# What to produce:
Go to the line below containing "and bottom-most item." and print exactly from there through the line containing "pub const HANDLE_SIZE_PX: i64 = 10;", both included. Print nothing else.

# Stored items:
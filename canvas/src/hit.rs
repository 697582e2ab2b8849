#[cfg(test)]
#[path = "hit_test.rs"]
mod hit_test;

use crate::consts::HANDLE_SIZE_PX;
use crate::doc::{CanvasDocument, Geometry, ItemId};
use crate::resize::Handle;
use crate::viewport::Point;

/// Which part of an item was hit.
#[derive(Debug, Clone, Copy, PartialEq, Eq)]
pub enum HitPart {
    Body,
    Handle(Handle),
}

/// Result of a hit test.
#[derive(Debug, Clone, PartialEq, Eq)]
pub struct Hit {
    pub id: ItemId,
    pub part: HitPart,
}

/// Square hotspot for `handle` on `g`, as `(left, top, size)`.
#[must_use]
pub fn handle_rect(g: &Geometry, handle: Handle) -> (i64, i64, i64) {
    let anchor = handle.anchor(g);
    let half = HANDLE_SIZE_PX / 2;
    (anchor.x - half, anchor.y - half, HANDLE_SIZE_PX)
}

/// Which handle of `g` (if any) lies under `pt`. Corners win over edges
/// where hotspots overlap on very small items.
#[must_use]
pub fn handle_at(g: &Geometry, pt: Point) -> Option<Handle> {
    const PRIORITY: [Handle; 8] =
        [Handle::Nw, Handle::Ne, Handle::Se, Handle::Sw, Handle::N, Handle::E, Handle::S, Handle::W];
    PRIORITY.into_iter().find(|&handle| {
        let (left, top, size) = handle_rect(g, handle);
        pt.x >= left && pt.x < left.saturating_add(size) && pt.y >= top && pt.y < top.saturating_add(size)
    })
}

/// Find what lies under `pt`.
///
/// Handles of the selected item are checked first, since they poke slightly
/// outside its box and sit above everything else. Then item bodies are
/// checked topmost first.
#[must_use]
pub fn hit_test<T>(doc: &CanvasDocument<T>, pt: Point, selected: Option<&ItemId>) -> Option<Hit> {
    if let Some(item) = selected.and_then(|id| doc.get(id)) {
        if let Some(handle) = handle_at(&item.geometry(), pt) {
            return Some(Hit { id: item.id.clone(), part: HitPart::Handle(handle) });
        }
    }

    doc.sorted_for_draw()
        .into_iter()
        .rev()
        .find(|item| item.geometry().contains(pt))
        .map(|item| Hit { id: item.id.clone(), part: HitPart::Body })
}
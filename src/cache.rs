//! Last-known-good layouts on local disk.
//!
//! When the backend is unreachable the editor opens the most recent layout
//! it successfully loaded or saved, instead of an empty canvas.

use std::io::ErrorKind;
use std::path::{Path, PathBuf};

use serde_json::Value;

use crate::error::CacheError;
use crate::store::LayoutTarget;

#[derive(Debug, Clone)]
pub struct LayoutCache {
    dir: PathBuf,
}

impl LayoutCache {
    pub fn new(dir: impl Into<PathBuf>) -> Self {
        Self { dir: dir.into() }
    }

    #[must_use]
    pub fn dir(&self) -> &Path {
        &self.dir
    }

    /// File holding the cached layout for `target`.
    #[must_use]
    pub fn path_for(&self, target: &LayoutTarget) -> PathBuf {
        self.dir.join(format!("{}.json", target.cache_key()))
    }

    /// The cached layout, or `None` if nothing has been cached yet.
    ///
    /// # Errors
    ///
    /// Returns [`CacheError`] if the file exists but cannot be read or parsed.
    pub async fn read(&self, target: &LayoutTarget) -> Result<Option<Value>, CacheError> {
        let bytes = match tokio::fs::read(self.path_for(target)).await {
            Ok(bytes) => bytes,
            Err(e) if e.kind() == ErrorKind::NotFound => return Ok(None),
            Err(e) => return Err(e.into()),
        };
        Ok(Some(serde_json::from_slice(&bytes)?))
    }

    /// Replace the cached layout for `target`.
    ///
    /// Writes to a temporary file first so a crash never leaves a torn file.
    ///
    /// # Errors
    ///
    /// Returns [`CacheError`] if the directory or file cannot be written.
    pub async fn write(&self, target: &LayoutTarget, layout: &Value) -> Result<(), CacheError> {
        tokio::fs::create_dir_all(&self.dir).await?;
        let path = self.path_for(target);
        let tmp = path.with_extension("json.tmp");
        let bytes = serde_json::to_vec_pretty(layout)?;
        tokio::fs::write(&tmp, bytes).await?;
        tokio::fs::rename(&tmp, &path).await?;
        Ok(())
    }
}

#[cfg(test)]
#[path = "cache_test.rs"]
mod tests;
//! Shared numeric constants for the canvas crate.

// ── Geometry ────────────────────────────────────────────────────

/// Smallest width an item may take, in canvas pixels.
pub const MIN_ITEM_WIDTH: i64 = 50;

/// Smallest height an item may take, in canvas pixels.
pub const MIN_ITEM_HEIGHT: i64 = 30;

/// Width given to items whose payload has no opinion.
pub const DEFAULT_ITEM_WIDTH: i64 = 300;

/// Height given to items whose payload has no opinion.
pub const DEFAULT_ITEM_HEIGHT: i64 = 120;

// ── Canvas extent ───────────────────────────────────────────────

/// Free space kept beyond the right-most and bottom-most item.
pub const CANVAS_MARGIN_PX: i64 = 200;

/// Minimum scrollable canvas width, even when empty.
pub const MIN_CANVAS_WIDTH: i64 = 1200;

/// Minimum scrollable canvas height, even when empty.
pub const MIN_CANVAS_HEIGHT: i64 = 800;

// ── Hit-testing ─────────────────────────────────────────────────

/// Side length of a resize-handle hotspot, centred on the item border.
pub const HANDLE_SIZE_PX: i64 = 10;

// ── Legacy layouts ──────────────────────────────────────────────

/// Vertical gap between items stacked by the legacy-layout migration.
pub const LEGACY_STACK_GAP_PX: i64 = 20;

/// Largest magnitude a stored pixel value may have; beyond it the field is
/// treated as unreadable and defaulted.
pub const MAX_STORED_PX: i64 = 1 << 31;

// ── Viewport ────────────────────────────────────────────────────

/// Smallest zoom factor accepted by the viewport.
pub const MIN_ZOOM: f64 = 0.25;

/// Largest zoom factor accepted by the viewport.
pub const MAX_ZOOM: f64 = 4.0;
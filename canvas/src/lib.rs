//! Free-form block canvas for the CMS admin screens.
//!
//! The page builder and the org-chart editor both place rectangular items on
//! a scrollable canvas, let the administrator drag them around and resize them
//! by one of eight handles, and persist the result as a JSON layout document.
//! This crate owns that shared behaviour. Item payloads are opaque: the canvas
//! only reads and writes geometry, so the same engine serves block content and
//! org-chart nodes alike.
//!
//! The crate compiles to WebAssembly for the browser host, but everything
//! except [`render`] and [`engine::Engine`] is plain Rust and tested natively.
//!
//! ## Module layout
//!
//! | Module | Role |
//! |--------|------|
//! | [`doc`] | Geometry model: items, ids, payload hooks, the document store |
//! | [`viewport`] | Client-to-canvas coordinate translation (scroll, zoom) |
//! | [`drag`] | Drag controller math |
//! | [`resize`] | Resize handles and resize controller math |
//! | [`input`] | Gesture state machine and UI state |
//! | [`hit`] | Hit-testing of item bodies and resize handles |
//! | [`layout`] | Canvas extent and the render-ready scene model |
//! | [`render`] | Paints a scene onto a 2D canvas context |
//! | [`codec`] | JSON layout documents, including legacy migration |
//! | [`engine`] | [`engine::EngineCore`] façade and the browser [`engine::Engine`] |
//! | [`consts`] | Shared numeric constants (minimum sizes, margins, zoom limits) |

pub mod codec;
pub mod consts;
pub mod doc;
pub mod drag;
pub mod engine;
pub mod hit;
pub mod input;
pub mod layout;
pub mod render;
pub mod resize;
pub mod viewport;
//! One editing session over one stored layout.
//!
//! The session owns the canvas engine for a [`LayoutTarget`] and tracks how
//! the in-memory document relates to the backend copy. Loading never fails:
//! if the backend is unreachable or returns garbage, the session falls back
//! to the local cache and then to an empty canvas. Saving never touches the
//! document: a failed save leaves every edit in place and records a
//! [`SaveStatus::Failed`] the screen can show next to a retry button.
//!
//! Saves are split in two so the screen stays interactive while the request
//! is in flight: [`EditorSession::begin_save`] snapshots the layout into a
//! [`SaveTicket`], and [`EditorSession::finish_save`] records the outcome.
//! Edits made in between keep the session dirty after the save lands.

use canvas::codec::CodecError;
use canvas::doc::CanvasDocument;
use canvas::engine::{Action, EngineCore};
use serde_json::Value;

use crate::cache::LayoutCache;
use crate::error::StoreError;
use crate::format::LayoutFormat;
use crate::store::{LayoutStore, LayoutTarget};

/// Where the document shown after [`EditorSession::load`] came from.
#[derive(Debug, Clone, Copy, PartialEq, Eq)]
pub enum LoadSource {
    Remote,
    /// The backend failed; this is the last copy seen locally.
    Cache,
    /// Nothing could be loaded; the canvas starts empty.
    Empty,
}

/// Relationship between the in-memory document and the backend copy.
#[derive(Debug, Clone, PartialEq, Eq)]
pub enum SaveStatus {
    /// Nothing to save.
    Clean,
    /// Edited since the last successful save.
    Dirty,
    /// A save is in flight.
    Saving,
    /// The last save failed; edits are still in memory.
    Failed(String),
}

/// Snapshot of the layout taken when a save starts.
#[derive(Debug, Clone, PartialEq)]
pub struct SaveTicket {
    seq: u64,
    revision: u64,
    /// Encoded layout to send to the backend.
    pub layout: Value,
}

pub struct EditorSession<F: LayoutFormat, S> {
    target: LayoutTarget,
    store: S,
    cache: Option<LayoutCache>,
    engine: EngineCore<F::Payload>,
    extra: F::Extra,
    status: SaveStatus,
    /// Bumped on every document change.
    revision: u64,
    saved_revision: u64,
    next_ticket: u64,
    in_flight: Option<u64>,
}

impl<F: LayoutFormat, S: LayoutStore> EditorSession<F, S> {
    /// A session with an empty canvas. Call [`EditorSession::load`] to fill it.
    pub fn new(target: LayoutTarget, store: S) -> Self {
        Self {
            target,
            store,
            cache: None,
            engine: EngineCore::new(),
            extra: F::Extra::default(),
            status: SaveStatus::Clean,
            revision: 0,
            saved_revision: 0,
            next_ticket: 0,
            in_flight: None,
        }
    }

    /// Keep a last-known-good copy of the layout in `cache`.
    #[must_use]
    pub fn with_cache(mut self, cache: LayoutCache) -> Self {
        self.cache = Some(cache);
        self
    }

    // --- Loading ---

    /// Replace the document with the stored layout.
    ///
    /// Tries the backend, then the local cache, then settles for an empty
    /// canvas. Any gesture, selection or pending save outcome is dropped.
    pub async fn load(&mut self) -> LoadSource {
        let (doc, extra, source) = match self.fetch_remote().await {
            Ok((doc, extra)) => (doc, extra, LoadSource::Remote),
            Err(e) => {
                tracing::warn!(layout = %self.target, error = %e, "layout fetch failed; trying local cache");
                match self.read_cache().await {
                    Some((doc, extra)) => (doc, extra, LoadSource::Cache),
                    None => (CanvasDocument::new(), F::Extra::default(), LoadSource::Empty),
                }
            }
        };

        tracing::info!(layout = %self.target, format = F::NAME, items = doc.len(), ?source, "layout loaded");
        self.engine.load_document(doc);
        self.extra = extra;
        self.status = SaveStatus::Clean;
        self.revision = 0;
        self.saved_revision = 0;
        self.in_flight = None;
        source
    }

    async fn fetch_remote(&self) -> Result<(CanvasDocument<F::Payload>, F::Extra), StoreError> {
        let stored = self.store.fetch(&self.target).await?;
        let (doc, extra) = F::decode(&stored)?;
        self.write_cache(&stored).await;
        Ok((doc, extra))
    }

    async fn read_cache(&self) -> Option<(CanvasDocument<F::Payload>, F::Extra)> {
        let cache = self.cache.as_ref()?;
        let stored = match cache.read(&self.target).await {
            Ok(Some(stored)) => stored,
            Ok(None) => return None,
            Err(e) => {
                tracing::warn!(layout = %self.target, error = %e, "layout cache unreadable");
                return None;
            }
        };
        match F::decode(&stored) {
            Ok(loaded) => Some(loaded),
            Err(e) => {
                tracing::warn!(layout = %self.target, error = %e, "cached layout undecodable");
                None
            }
        }
    }

    async fn write_cache(&self, layout: &Value) {
        let Some(cache) = &self.cache else {
            return;
        };
        if let Err(e) = cache.write(&self.target, layout).await {
            tracing::warn!(layout = %self.target, error = %e, "layout cache write failed");
        }
    }

    // --- Editing ---

    /// Run an engine operation, marking the session dirty if it changed the document.
    pub fn apply(&mut self, edit: impl FnOnce(&mut EngineCore<F::Payload>) -> Vec<Action>) -> Vec<Action> {
        let actions = edit(&mut self.engine);
        self.record(&actions);
        actions
    }

    /// Like [`EditorSession::apply`], for fallible operations such as `add_item`.
    ///
    /// # Errors
    ///
    /// Passes through the operation's error; nothing is recorded in that case.
    pub fn try_apply<E>(
        &mut self,
        edit: impl FnOnce(&mut EngineCore<F::Payload>) -> Result<Vec<Action>, E>,
    ) -> Result<Vec<Action>, E> {
        let actions = edit(&mut self.engine)?;
        self.record(&actions);
        Ok(actions)
    }

    /// Replace the content stored alongside the items (org-chart edges).
    pub fn set_extra(&mut self, extra: F::Extra) {
        if extra != self.extra {
            self.extra = extra;
            self.mark_dirty();
        }
    }

    fn record(&mut self, actions: &[Action]) {
        if actions.iter().any(Action::mutates_document) {
            self.mark_dirty();
        }
    }

    fn mark_dirty(&mut self) {
        self.revision += 1;
        if self.status == SaveStatus::Clean {
            self.status = SaveStatus::Dirty;
        }
    }

    // --- Saving ---

    /// Snapshot the layout for saving and enter [`SaveStatus::Saving`].
    ///
    /// # Errors
    ///
    /// Returns [`CodecError`] (and records [`SaveStatus::Failed`]) if the
    /// document cannot be encoded.
    pub fn begin_save(&mut self) -> Result<SaveTicket, CodecError> {
        let layout = match F::encode(self.engine.document(), &self.extra) {
            Ok(layout) => layout,
            Err(e) => {
                self.status = SaveStatus::Failed(e.to_string());
                return Err(e);
            }
        };
        self.next_ticket += 1;
        self.in_flight = Some(self.next_ticket);
        self.status = SaveStatus::Saving;
        Ok(SaveTicket { seq: self.next_ticket, revision: self.revision, layout })
    }

    /// Record the outcome of the save started by `ticket`.
    ///
    /// Outcomes of superseded saves (a newer save started, or the document
    /// was reloaded) are ignored; returns whether this one was recorded.
    pub fn finish_save(&mut self, ticket: &SaveTicket, result: Result<(), &StoreError>) -> bool {
        if self.in_flight != Some(ticket.seq) {
            tracing::debug!(layout = %self.target, ticket = ticket.seq, "ignoring superseded save outcome");
            return false;
        }
        self.in_flight = None;
        match result {
            Ok(()) => {
                self.saved_revision = ticket.revision;
                self.status = if self.revision == ticket.revision { SaveStatus::Clean } else { SaveStatus::Dirty };
                tracing::info!(layout = %self.target, revision = ticket.revision, "layout saved");
            }
            Err(e) => {
                tracing::warn!(layout = %self.target, error = %e, "layout save failed; edits kept in memory");
                self.status = SaveStatus::Failed(e.to_string());
            }
        }
        true
    }

    /// Encode, send and record a save in one step.
    ///
    /// # Errors
    ///
    /// Returns the [`StoreError`] that failed the save. The document is
    /// untouched either way.
    pub async fn save(&mut self) -> Result<(), StoreError> {
        let ticket = self.begin_save()?;
        let result = self.store.store(&self.target, &ticket.layout).await;
        if result.is_ok() {
            self.write_cache(&ticket.layout).await;
        }
        self.finish_save(&ticket, result.as_ref().map(|_| ()));
        result
    }

    // --- Queries ---

    #[must_use]
    pub fn target(&self) -> &LayoutTarget {
        &self.target
    }

    #[must_use]
    pub fn store(&self) -> &S {
        &self.store
    }

    #[must_use]
    pub fn engine(&self) -> &EngineCore<F::Payload> {
        &self.engine
    }

    #[must_use]
    pub fn document(&self) -> &CanvasDocument<F::Payload> {
        self.engine.document()
    }

    #[must_use]
    pub fn extra(&self) -> &F::Extra {
        &self.extra
    }

    #[must_use]
    pub fn status(&self) -> &SaveStatus {
        &self.status
    }

    /// Whether the document differs from the last successful save or load.
    #[must_use]
    pub fn is_dirty(&self) -> bool {
        self.revision != self.saved_revision
    }
}

#[cfg(test)]
#[path = "session_test.rs"]
mod tests;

# Your response:
/// Free space kept beyond the right-most and bottom-most item.
pub const CANVAS_MARGIN_PX: i64 = 200;

/// Minimum scrollable canvas width, even when empty.
pub const MIN_CANVAS_WIDTH: i64 = 1200;

/// Minimum scrollable canvas height, even when empty.
pub const MIN_CANVAS_HEIGHT: i64 = 800;

// ── Hit-testing ─────────────────────────────────────────────────

/// Side length of a resize-handle hotspot, centred on the item border.
pub const HANDLE_SIZE_PX: i64 = 10;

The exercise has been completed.